Sunday 30 March 2014

2 years.

It's a long time.

Or a heartbeat.

2 years. That is how long it has been just me and the three. As of yesterday.

2 years can fly. 2 years can drag. 2 years can yield so much. Or so little.

No matter what happens, at the end of 2 years, 2 years will have passed. It is entirely up to you what you do with that period of time.

You could sit, melancholy, depressed, sad, for the entire time. At the end of it, 2 years will have passed.

You could revel in every moment, joyously, and experience things you never thought possible. And 2 years will have passed.

You have control. Not over everything. But over some things. Over many things.

You just need to realise that.

2 years ago I thought that life as I knew it was crashing down around me. It was.
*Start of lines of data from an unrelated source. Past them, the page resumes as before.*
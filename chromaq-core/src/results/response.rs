//! The Success/Failure envelope around transport outcomes.

use std::fmt;

use serde::de::DeserializeOwned;
use serde::{Deserialize, Serialize};

use crate::error::Result;
use crate::filter::Value;
use crate::results::get::GetResult;
use crate::results::query::QueryResult;

/// Message used when an outcome is neither the expected value nor a
/// structured error.
pub const UNKNOWN_ERROR: &str = "Unknown";

/// One entry of a structured API error.
#[derive(Debug, Clone, Default, PartialEq, Serialize, Deserialize)]
pub struct ValidationError {
    #[serde(default)]
    pub loc: Vec<Value>,
    #[serde(default)]
    pub msg: String,
    #[serde(default, rename = "type")]
    pub kind: String,
}

impl ValidationError {
    pub fn with_msg(msg: impl Into<String>) -> Self {
        Self {
            msg: msg.into(),
            ..Self::default()
        }
    }
}

/// A structured error returned by the database API.
#[derive(Debug, Clone, Default, PartialEq, Serialize, Deserialize)]
pub struct HttpValidationError {
    #[serde(default)]
    pub detail: Vec<ValidationError>,
}

impl HttpValidationError {
    /// An error with a single detail carrying `msg`.
    pub fn with_msg(msg: impl Into<String>) -> Self {
        Self::default().add_detail(ValidationError::with_msg(msg))
    }

    pub fn add_detail(mut self, detail: ValidationError) -> Self {
        self.detail.push(detail);
        self
    }

    /// Messages of every detail, in order.
    pub fn messages(&self) -> impl Iterator<Item = &str> {
        self.detail.iter().map(|d| d.msg.as_str())
    }
}

impl fmt::Display for HttpValidationError {
    fn fmt(&self, f: &mut fmt::Formatter<'_>) -> fmt::Result {
        let messages: Vec<&str> = self.messages().collect();
        write!(f, "HttpValidationError{{detail=[{}]}}", messages.join(", "))
    }
}

/// What a transport produced for a call.
#[derive(Debug, Clone, PartialEq)]
pub enum RawOutcome {
    /// A decoded JSON value.
    Value(serde_json::Value),
    /// A JSON document still in text form.
    Text(String),
    /// A structured API error.
    Error(HttpValidationError),
    /// No body, as returned by update and upsert.
    Empty,
}

/// Native values a [`RawOutcome`] can carry directly.
pub trait FromJson: Sized {
    fn from_json(value: &serde_json::Value) -> Option<Self>;
}

impl FromJson for bool {
    fn from_json(value: &serde_json::Value) -> Option<Self> {
        value.as_bool()
    }
}

impl FromJson for i64 {
    fn from_json(value: &serde_json::Value) -> Option<Self> {
        value.as_i64()
    }
}

impl FromJson for String {
    fn from_json(value: &serde_json::Value) -> Option<Self> {
        value.as_str().map(str::to_owned)
    }
}

impl FromJson for Vec<String> {
    fn from_json(value: &serde_json::Value) -> Option<Self> {
        value
            .as_array()?
            .iter()
            .map(|v| v.as_str().map(str::to_owned))
            .collect()
    }
}

/// Either the expected payload or a structured error.
///
/// Structured errors are values, not `Err`: the caller decides how to react
/// to a rejected request.
#[derive(Debug, Clone, PartialEq)]
pub enum Response<T> {
    Success(T),
    Failure(HttpValidationError),
}

impl<T> Response<T> {
    /// A failure with a single detail carrying `msg`.
    pub fn failed(msg: impl Into<String>) -> Self {
        Response::Failure(HttpValidationError::with_msg(msg))
    }

    fn unknown() -> Self {
        Self::failed(UNKNOWN_ERROR)
    }

    #[inline]
    pub fn is_success(&self) -> bool {
        matches!(self, Response::Success(_))
    }

    #[inline]
    pub fn is_error(&self) -> bool {
        !self.is_success()
    }

    pub fn payload(&self) -> Option<&T> {
        match self {
            Response::Success(payload) => Some(payload),
            Response::Failure(_) => None,
        }
    }

    pub fn error(&self) -> Option<&HttpValidationError> {
        match self {
            Response::Success(_) => None,
            Response::Failure(error) => Some(error),
        }
    }

    pub fn into_payload(self) -> Option<T> {
        match self {
            Response::Success(payload) => Some(payload),
            Response::Failure(_) => None,
        }
    }

    pub fn into_result(self) -> std::result::Result<T, HttpValidationError> {
        match self {
            Response::Success(payload) => Ok(payload),
            Response::Failure(error) => Err(error),
        }
    }

    pub fn map<U, F: FnOnce(T) -> U>(self, f: F) -> Response<U> {
        match self {
            Response::Success(payload) => Response::Success(f(payload)),
            Response::Failure(error) => Response::Failure(error),
        }
    }
}

impl<T: FromJson> Response<T> {
    /// Wraps an outcome expected to carry a native `T`.
    ///
    /// Anything other than a `T` or a structured error becomes a failure
    /// with the message `Unknown`.
    pub fn of(outcome: RawOutcome) -> Self {
        match outcome {
            RawOutcome::Value(value) => T::from_json(&value)
                .map(Response::Success)
                .unwrap_or_else(Self::unknown),
            RawOutcome::Text(text) => T::from_json(&serde_json::Value::String(text))
                .map(Response::Success)
                .unwrap_or_else(Self::unknown),
            RawOutcome::Error(error) => Response::Failure(error),
            RawOutcome::Empty => Self::unknown(),
        }
    }
}

impl Response<bool> {
    /// Wraps an outcome that carries no body on success.
    pub fn of_nullable(outcome: RawOutcome) -> Self {
        match outcome {
            RawOutcome::Empty => Response::Success(true),
            RawOutcome::Error(error) => Response::Failure(error),
            _ => Self::unknown(),
        }
    }
}

impl Response<QueryResult> {
    /// Wraps a query outcome. A body that does not parse as a
    /// [`QueryResult`] is an `Err`, not a failure.
    pub fn of_query_result(outcome: RawOutcome) -> Result<Self> {
        of_object(outcome)
    }
}

impl Response<GetResult> {
    /// Wraps a get outcome. A body that does not parse as a [`GetResult`]
    /// is an `Err`, not a failure.
    pub fn of_get_result(outcome: RawOutcome) -> Result<Self> {
        of_object(outcome)
    }
}

fn of_object<T: DeserializeOwned>(outcome: RawOutcome) -> Result<Response<T>> {
    let response = match outcome {
        RawOutcome::Value(value) => Response::Success(serde_json::from_value(value)?),
        RawOutcome::Text(text) => Response::Success(serde_json::from_str(&text)?),
        RawOutcome::Error(error) => Response::Failure(error),
        RawOutcome::Empty => Response::unknown(),
    };
    Ok(response)
}

impl<T: fmt::Debug> fmt::Display for Response<T> {
    fn fmt(&self, f: &mut fmt::Formatter<'_>) -> fmt::Result {
        match self {
            Response::Success(payload) => write!(f, "Success: {{{:?}}}", payload),
            Response::Failure(error) => write!(f, "Failure{{error={}}}", error),
        }
    }
}

#[cfg(test)]
mod tests {
    use super::*;
    use serde_json::json;

    fn error(msg: &str) -> HttpValidationError {
        HttpValidationError::with_msg(msg)
    }

    #[test]
    fn test_of_string_success() {
        let response: Response<String> = Response::of(RawOutcome::Value(json!("Hello, World!")));
        assert!(response.is_success());
        assert_eq!(response.payload().map(String::as_str), Some("Hello, World!"));
        assert!(response.error().is_none());
    }

    #[test]
    fn test_of_text_as_string() {
        let response: Response<String> = Response::of(RawOutcome::Text("0.4.1".into()));
        assert_eq!(response.into_payload().as_deref(), Some("0.4.1"));
    }

    #[test]
    fn test_of_string_failure() {
        let response: Response<String> = Response::of(RawOutcome::Error(error("Error")));
        assert!(response.is_error());
        assert!(response.payload().is_none());
        assert_eq!(response.error(), Some(&error("Error")));
    }

    #[test]
    fn test_of_integer_and_boolean() {
        let response: Response<i64> = Response::of(RawOutcome::Value(json!(42)));
        assert_eq!(response.payload(), Some(&42));

        let response: Response<bool> = Response::of(RawOutcome::Value(json!(true)));
        assert_eq!(response.payload(), Some(&true));
    }

    #[test]
    fn test_of_wrong_type_is_unknown() {
        let response: Response<String> = Response::of(RawOutcome::Value(json!({"a": 1})));
        let err = response.error().unwrap();
        assert_eq!(err.detail.len(), 1);
        assert_eq!(err.detail[0].msg, UNKNOWN_ERROR);

        let response: Response<bool> = Response::of(RawOutcome::Empty);
        assert!(response.is_error());
    }

    #[test]
    fn test_of_list() {
        let response: Response<Vec<String>> =
            Response::of(RawOutcome::Value(json!(["item1", "item2", "item3"])));
        assert_eq!(response.payload().map(Vec::len), Some(3));

        let response: Response<Vec<String>> = Response::of(RawOutcome::Value(json!(["a", 1])));
        assert!(response.is_error());

        let response: Response<Vec<String>> = Response::of(RawOutcome::Error(error("Error")));
        assert_eq!(response.error(), Some(&error("Error")));
    }

    #[test]
    fn test_of_nullable() {
        let response = Response::of_nullable(RawOutcome::Empty);
        assert_eq!(response, Response::Success(true));

        let response = Response::of_nullable(RawOutcome::Error(error("Error")));
        assert_eq!(response.error(), Some(&error("Error")));

        let response = Response::of_nullable(RawOutcome::Value(json!(1)));
        assert_eq!(response.error().unwrap().detail[0].msg, UNKNOWN_ERROR);
    }

    #[test]
    fn test_failed() {
        let response: Response<String> = Response::failed("Custom error message");
        let err = response.error().unwrap();
        assert_eq!(err.detail.len(), 1);
        assert_eq!(err.detail[0].msg, "Custom error message");
    }

    #[test]
    fn test_of_query_result_from_text() {
        let text = r#"{
            "documents": [["doc1", "doc2"], ["doc3", "doc4"]],
            "embeddings": [[[1.0, 2.0, 3.0]], [[4.0, 5.0, 6.0]]],
            "ids": [["id1", "id2"], ["id3", "id4"]],
            "metadatas": [
                [{"key": "value"}, {"key": "value"}],
                [{"key": "value"}, {"key": "value"}]
            ],
            "distances": [[0.1, 0.2], [0.3, 0.4]]
        }"#;
        let response = Response::of_query_result(RawOutcome::Text(text.into())).unwrap();
        assert!(response.is_success());
        assert_eq!(response.payload().unwrap().ids.len(), 2);
    }

    #[test]
    fn test_of_query_result_from_value() {
        let value = json!({"ids": [["a"]], "distances": [[0.1]]});
        let result = Response::of_query_result(RawOutcome::Value(value))
            .unwrap()
            .into_result()
            .unwrap();
        assert_eq!(result.distances, vec![vec![0.1]]);
    }

    #[test]
    fn test_of_query_result_failure() {
        let response = Response::of_query_result(RawOutcome::Error(error("Error"))).unwrap();
        assert_eq!(response.error(), Some(&error("Error")));
        assert!(response.to_string().contains("Error"));
    }

    #[test]
    fn test_of_query_result_malformed_is_err() {
        let err = Response::of_query_result(RawOutcome::Text("{not json".into())).unwrap_err();
        assert!(matches!(err, crate::Error::Deserialize(_)));
    }

    #[test]
    fn test_of_get_result() {
        let response = Response::of_get_result(RawOutcome::Error(error("Error"))).unwrap();
        assert!(response.is_error());

        let response =
            Response::of_get_result(RawOutcome::Value(json!({"ids": ["x"]}))).unwrap();
        assert_eq!(response.payload().unwrap().ids, vec!["x".to_string()]);
    }

    #[test]
    fn test_display() {
        let response: Response<String> = Response::Success("Hello, World!".into());
        assert_eq!(response.to_string(), "Success: {\"Hello, World!\"}");

        let response: Response<String> = Response::failed("MyError");
        assert!(response.to_string().contains("MyError"));
    }

    #[test]
    fn test_map_and_into_result() {
        let response: Response<i64> = Response::Success(2);
        assert_eq!(response.map(|n| n * 2).into_result(), Ok(4));

        let response: Response<i64> = Response::failed("nope");
        assert!(response.into_result().is_err());
    }

    #[test]
    fn test_validation_error_wire_shape() {
        let parsed: HttpValidationError = serde_json::from_value(json!({
            "detail": [{"loc": ["body", 0], "msg": "field required", "type": "value_error.missing"}]
        }))
        .unwrap();
        assert_eq!(parsed.detail[0].kind, "value_error.missing");
        assert_eq!(parsed.detail[0].loc.len(), 2);
        assert_eq!(parsed.messages().collect::<Vec<_>>(), vec!["field required"]);
    }
}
But the funny thing is this.

Today. 2 years later. I have never been happier. My children have never been happier. We are doing well. Things are, in the grand scheme, as they should be.

Other aspects we are working on. But there is only so much you can do where others are involved. You can't control the behaviour of others. You can be disappointed in it. You can be surprised by it. But you can't control it. All you can control is your reaction to it.

I have become rather philosophical these last few years. And I don't think that that is altogether a bad thing.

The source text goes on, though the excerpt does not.